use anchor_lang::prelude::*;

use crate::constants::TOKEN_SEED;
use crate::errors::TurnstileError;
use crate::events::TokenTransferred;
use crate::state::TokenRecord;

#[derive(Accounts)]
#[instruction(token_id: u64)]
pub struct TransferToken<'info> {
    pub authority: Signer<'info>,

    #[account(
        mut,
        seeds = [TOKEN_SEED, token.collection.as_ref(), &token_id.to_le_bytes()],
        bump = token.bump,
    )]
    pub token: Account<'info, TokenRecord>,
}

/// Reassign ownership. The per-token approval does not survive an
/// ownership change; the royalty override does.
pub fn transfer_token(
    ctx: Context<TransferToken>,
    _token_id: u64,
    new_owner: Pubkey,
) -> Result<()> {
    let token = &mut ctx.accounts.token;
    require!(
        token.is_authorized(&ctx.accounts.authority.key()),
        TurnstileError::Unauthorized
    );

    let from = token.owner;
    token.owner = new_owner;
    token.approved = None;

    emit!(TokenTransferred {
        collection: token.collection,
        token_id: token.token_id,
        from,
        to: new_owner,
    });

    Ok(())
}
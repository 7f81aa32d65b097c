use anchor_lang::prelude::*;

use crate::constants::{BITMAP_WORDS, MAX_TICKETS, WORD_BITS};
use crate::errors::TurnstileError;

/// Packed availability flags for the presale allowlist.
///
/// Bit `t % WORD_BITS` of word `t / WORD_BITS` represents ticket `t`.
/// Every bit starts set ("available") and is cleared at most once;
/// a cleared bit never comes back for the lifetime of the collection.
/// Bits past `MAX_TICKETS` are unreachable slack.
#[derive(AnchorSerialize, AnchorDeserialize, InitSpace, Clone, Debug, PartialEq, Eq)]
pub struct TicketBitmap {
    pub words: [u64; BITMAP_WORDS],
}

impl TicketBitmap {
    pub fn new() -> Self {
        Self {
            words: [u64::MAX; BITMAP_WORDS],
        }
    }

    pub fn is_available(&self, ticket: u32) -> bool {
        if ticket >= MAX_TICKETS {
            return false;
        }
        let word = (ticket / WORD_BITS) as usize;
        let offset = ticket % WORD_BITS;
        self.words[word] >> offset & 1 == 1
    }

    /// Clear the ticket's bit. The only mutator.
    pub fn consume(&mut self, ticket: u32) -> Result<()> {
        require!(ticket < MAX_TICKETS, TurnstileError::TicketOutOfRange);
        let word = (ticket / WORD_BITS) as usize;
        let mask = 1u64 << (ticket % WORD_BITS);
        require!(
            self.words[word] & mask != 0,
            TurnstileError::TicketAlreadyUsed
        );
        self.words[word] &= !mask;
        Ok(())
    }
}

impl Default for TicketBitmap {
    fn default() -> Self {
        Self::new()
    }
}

## [Aim of the exercise]
Copy each line of the records verbatim.

## [Task answer]
use anchor_lang::prelude::*;

use crate::constants::TOKEN_SEED;
use crate::errors::TurnstileError;
use crate::events::TokenTransferred;
use crate::state::TokenRecord;

#[derive(Accounts)]
#[instruction(token_id: u64)]
pub struct TransferToken<'info> {
    pub authority: Signer<'info>,

    #[account(
        mut,
        seeds = [TOKEN_SEED, token.collection.as_ref(), &token_id.to_le_bytes()],
        bump = token.bump,
    )]
    pub token: Account<'info, TokenRecord>,
}

/// Reassign ownership. The per-token approval does not survive an
/// ownership change; the royalty override does.
pub fn transfer_token(
    ctx: Context<TransferToken>,
    _token_id: u64,
    new_owner: Pubkey,
) -> Result<()> {
    let token = &mut ctx.accounts.token;
    require!(
        token.is_authorized(&ctx.accounts.authority.key()),
        TurnstileError::Unauthorized
    );

    let from = token.owner;
    token.owner = new_owner;
    token.approved = None;

    emit!(TokenTransferred {
        collection: token.collection,
        token_id: token.token_id,
        from,
        to: new_owner,
    });

    Ok(())
}
repository 7f81aa32d65b097c
use anchor_lang::prelude::*;

use crate::constants::{BITMAP_WORDS, MAX_TICKETS, WORD_BITS};
use crate::errors::TurnstileError;

/// Packed availability flags for the presale allowlist.
///
/// Bit `t % WORD_BITS` of word `t / WORD_BITS` represents ticket `t`.
/// Every bit starts set ("available") and is cleared at most once;
/// a cleared bit never comes back for the lifetime of the collection.
/// Bits past `MAX_TICKETS` are unreachable slack.
#[derive(AnchorSerialize, AnchorDeserialize, InitSpace, Clone, Debug, PartialEq, Eq)]
pub struct TicketBitmap {
    pub words: [u64; BITMAP_WORDS],
}

impl TicketBitmap {
    pub fn new() -> Self {
        Self {
            words: [u64::MAX; BITMAP_WORDS],
        }
    }

    pub fn is_available(&self, ticket: u32) -> bool {
        if ticket >= MAX_TICKETS {
            return false;
        }
        let word = (ticket / WORD_BITS) as usize;
        let offset = ticket % WORD_BITS;
        self.words[word] >> offset & 1 == 1
    }

    /// Clear the ticket's bit. The only mutator.
    pub fn consume(&mut self, ticket: u32) -> Result<()> {
        require!(ticket < MAX_TICKETS, TurnstileError::TicketOutOfRange);
        let word = (ticket / WORD_BITS) as usize;
        let mask = 1u64 << (ticket % WORD_BITS);
        require!(
            self.words[word] & mask != 0,
            TurnstileError::TicketAlreadyUsed
        );
        self.words[word] &= !mask;
        Ok(())
    }
}

impl Default for TicketBitmap {
    fn default() -> Self {
        Self::new()
    }
}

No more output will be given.